KIEV, Ukraine -- Vice President Joe Biden started a two-day visit to Kiev on Monday in a pointed show of U.S. backing as Russia accused Ukraine's government of "grossly breaching" a deal designed to de-escalate separatist tensions.
Biden was to reinforce a message to Russia -- which Washington sees as supporting Ukraine's insurgency -- that time is running out for it to persuade pro-Kremlin rebels holding a string of eastern towns to comply with the pact struck in Geneva on Thursday, a senior U.S. official told reporters traveling with the vice president.
"This is going to be a situation where we take stock and determine in the relatively near term what our next step should be," the official said.
Meanwhile, Viktor Yanukovych, the ousted Ukrainian president who is now in exile in Russia, demanded that Ukraine withdraw all its armed forces from the separatist east to avoid a "bloodbath," the Russian news agency RIA Novosti reported.
The Ukrainian government last week launched a military operation to try to dislodge the separatists, but, failing badly to do so, it put it on hold until at least Tuesday, after the Easter holiday.
Ukraine's foreign minister, Andriy Deshchytsya, told reporters at Kiev's airport after Biden's arrival that his government was taking steps to try to de-escalate the crisis.

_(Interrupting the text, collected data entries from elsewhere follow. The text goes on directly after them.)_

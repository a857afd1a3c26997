//! Team and player records.

use crease_types::{PlayerId, StatLine, TeamId};
use serde::{Deserialize, Serialize};

/// A team that can bat or bowl in a match.
#[derive(Clone, Debug, PartialEq, Eq, Serialize, Deserialize)]
pub struct Team {
    pub id: TeamId,
    pub name: String,
}

/// A player and their cumulative stats across every innings scored with
/// this roster.
#[derive(Clone, Debug, PartialEq, Eq, Serialize, Deserialize)]
pub struct Player {
    pub id: PlayerId,
    pub name: String,
    pub team: TeamId,
    /// Free-form role label ("batter", "bowler", "all-rounder", ...).
    pub role: String,
    pub stats: StatLine,
}
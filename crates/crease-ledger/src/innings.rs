use chrono::Utc;
use crease_roster::StatsWriter;
use crease_types::{
    run_rate, DismissalKind, ExtraKind, InningsId, OverCount, PlayerId, StatLine, TeamId,
    BALLS_PER_OVER,
};
use serde::{Deserialize, Serialize};
use tracing::{debug, info};

use crate::error::LedgerError;
use crate::records::{Crease, DeliveryEvent, DeliveryKind, IncomingSource, WicketDetail};

/// Wickets that end an innings unless configured otherwise.
pub const DEFAULT_MAX_WICKETS: u32 = 10;

/// Fixed limits of an innings.
#[derive(Clone, Copy, Debug, PartialEq, Eq, Serialize, Deserialize)]
pub struct InningsConfig {
    /// Overs available to the batting side. Must be positive.
    pub over_limit: u32,
    /// Wickets at which the side is all out. Must be positive.
    pub max_wickets: u32,
}

impl InningsConfig {
    pub const fn new(over_limit: u32) -> Self {
        Self {
            over_limit,
            max_wickets: DEFAULT_MAX_WICKETS,
        }
    }

    pub const fn with_max_wickets(mut self, max_wickets: u32) -> Self {
        self.max_wickets = max_wickets;
        self
    }

    /// Legal deliveries available in the innings, saturating at `u32::MAX`.
    pub const fn legal_ball_limit(&self) -> u32 {
        self.over_limit.saturating_mul(BALLS_PER_OVER)
    }
}

/// Why an innings ended.
#[derive(Clone, Copy, Debug, PartialEq, Eq, Hash, Serialize, Deserialize)]
pub enum CompletionReason {
    AllOut,
    OversExhausted,
    /// The chasing side passed its target.
    TargetReached,
    /// Ended explicitly by the caller.
    Declared,
}

#[derive(Clone, Copy, Debug, PartialEq, Eq, Hash, Serialize, Deserialize)]
pub enum InningsStatus {
    Open,
    Completed(CompletionReason),
}

impl InningsStatus {
    pub const fn is_complete(self) -> bool {
        matches!(self, Self::Completed(_))
    }
}

/// Running figures for one bowler in this innings.
#[derive(Clone, Debug, PartialEq, Eq, Serialize, Deserialize)]
pub struct BowlerFigures {
    pub bowler: PlayerId,
    pub legal_balls: u32,
    pub runs_conceded: u32,
    pub wickets: u32,
}

impl BowlerFigures {
    fn new(bowler: PlayerId) -> Self {
        Self {
            bowler,
            legal_balls: 0,
            runs_conceded: 0,
            wickets: 0,
        }
    }

    fn record(&mut self, runs: u32, legal: bool, wickets: u32) {
        if legal {
            self.legal_balls += 1;
        }
        self.runs_conceded += runs;
        self.wickets += wickets;
    }

    fn unrecord(&mut self, runs: u32, legal: bool, wickets: u32) {
        if legal {
            self.legal_balls = self.legal_balls.saturating_sub(1);
        }
        self.runs_conceded = self.runs_conceded.saturating_sub(runs);
        self.wickets = self.wickets.saturating_sub(wickets);
    }

    pub const fn overs(&self) -> OverCount {
        OverCount::from_legal_balls(self.legal_balls)
    }

    /// Runs conceded per six legal balls.
    pub fn economy(&self) -> f64 {
        run_rate(self.runs_conceded, self.legal_balls)
    }
}
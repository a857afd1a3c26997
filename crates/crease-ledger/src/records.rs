//! Delivery events and the crease they act on.

use chrono::{DateTime, Utc};
use crease_types::{DismissalKind, ExtraKind, PlayerId};
use serde::{Deserialize, Serialize};

/// One end of the pitch occupied by a batter.
#[derive(Clone, Copy, Debug, PartialEq, Eq, Hash, Serialize, Deserialize)]
pub enum CreaseEnd {
    Striker,
    NonStriker,
}

impl CreaseEnd {
    pub const fn opposite(self) -> Self {
        match self {
            Self::Striker => Self::NonStriker,
            Self::NonStriker => Self::Striker,
        }
    }
}

/// The two batters at the wicket. Either slot may be empty.
#[derive(Clone, Debug, Default, PartialEq, Eq, Hash, Serialize, Deserialize)]
pub struct Crease {
    pub striker: Option<PlayerId>,
    pub non_striker: Option<PlayerId>,
}

impl Crease {
    pub fn new(striker: Option<PlayerId>, non_striker: Option<PlayerId>) -> Self {
        Self {
            striker,
            non_striker,
        }
    }

    pub fn swap(&mut self) {
        std::mem::swap(&mut self.striker, &mut self.non_striker);
    }

    /// Which end `player` currently occupies, if either.
    pub fn end_of(&self, player: &PlayerId) -> Option<CreaseEnd> {
        if self.striker.as_ref() == Some(player) {
            Some(CreaseEnd::Striker)
        } else if self.non_striker.as_ref() == Some(player) {
            Some(CreaseEnd::NonStriker)
        } else {
            None
        }
    }

    pub fn contains(&self, player: &PlayerId) -> bool {
        self.end_of(player).is_some()
    }

    pub fn at(&self, end: CreaseEnd) -> Option<&PlayerId> {
        match end {
            CreaseEnd::Striker => self.striker.as_ref(),
            CreaseEnd::NonStriker => self.non_striker.as_ref(),
        }
    }

    pub fn slot_mut(&mut self, end: CreaseEnd) -> &mut Option<PlayerId> {
        match end {
            CreaseEnd::Striker => &mut self.striker,
            CreaseEnd::NonStriker => &mut self.non_striker,
        }
    }
}

/// Where the batter replacing a dismissed player came from.
#[derive(Clone, Copy, Debug, PartialEq, Eq, Hash, Serialize, Deserialize)]
pub enum IncomingSource {
    /// The caller named the incoming batter.
    Explicit,
    /// Taken from the batting order at this index; the cursor moved past it.
    BattingOrder { slot: usize },
    /// The batting order was exhausted; the slot was left empty.
    Exhausted,
}

/// Details of a dismissal.
#[derive(Clone, Debug, PartialEq, Eq, Serialize, Deserialize)]
pub struct WicketDetail {
    pub dismissed: PlayerId,
    pub how: DismissalKind,
    /// The slot the dismissed batter held once any end-of-over rotation on
    /// this delivery was applied. This is the slot the incoming batter fills.
    pub end: CreaseEnd,
    pub incoming: Option<PlayerId>,
    pub source: IncomingSource,
}

/// What happened on a delivery.
#[derive(Clone, Debug, PartialEq, Eq, Serialize, Deserialize)]
pub enum DeliveryKind {
    Run { runs: u32 },
    Extra { kind: ExtraKind, runs: u32 },
    Wicket(WicketDetail),
}

impl DeliveryKind {
    pub fn label(&self) -> &'static str {
        match self {
            Self::Run { .. } => "run",
            Self::Extra { .. } => "extra",
            Self::Wicket(_) => "wicket",
        }
    }

    /// Runs this kind of delivery adds to the innings total.
    pub fn runs(&self) -> u32 {
        match self {
            Self::Run { runs } | Self::Extra { runs, .. } => *runs,
            Self::Wicket(_) => 0,
        }
    }

    /// Whether this kind of delivery counts toward the six-ball over.
    pub fn is_legal(&self) -> bool {
        match self {
            Self::Run { .. } | Self::Wicket(_) => true,
            Self::Extra { kind, .. } => kind.is_legal(),
        }
    }
}

/// An immutable entry in the innings event log.
///
/// Events are created only by the ledger's `apply_*` operations and are
/// never edited after they are appended. The crease snapshots taken before
/// and after the delivery let replay honour crease changes the caller made
/// between deliveries, and let undo put the batters back exactly.
#[derive(Clone, Debug, PartialEq, Eq, Serialize, Deserialize)]
pub struct DeliveryEvent {
    /// 1-based position in the log.
    pub seq: u64,
    pub kind: DeliveryKind,
    /// Runs added to the innings total.
    pub runs: u32,
    /// Counts toward the over.
    pub legal: bool,
    /// Batter credited with the ball faced: the striker on a run, the
    /// dismissed player on a wicket, nobody on an extra.
    pub batter: Option<PlayerId>,
    pub bowler: PlayerId,
    pub crease: Crease,
    pub crease_after: Crease,
    /// Informational only.
    pub recorded_at: DateTime<Utc>,
}

impl DeliveryEvent {
    pub fn wicket(&self) -> Option<&WicketDetail> {
        match &self.kind {
            DeliveryKind::Wicket(detail) => Some(detail),
            _ => None,
        }
    }

    pub fn extra_kind(&self) -> Option<ExtraKind> {
        match &self.kind {
            DeliveryKind::Extra { kind, .. } => Some(*kind),
            _ => None,
        }
    }
}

Notably, it has promised to protect the Russian language across the country, and proceed with a decentralization of power -- two of Russia's key concerns.
"We also hope that the Russian side will fulfill the terms of the Geneva agreement," he said.
A spokesman in Kiev for the Organization for Security and Cooperation in Europe, which is monitoring implementation of the Geneva agreement, said Monday there was "no confirmation" of the separatists leaving occupied buildings.
Spokesman Michael Bociurkiw said the OSCE planned this week to triple the number of monitors in the country. Currently there are 100, more than half of whom are in the east.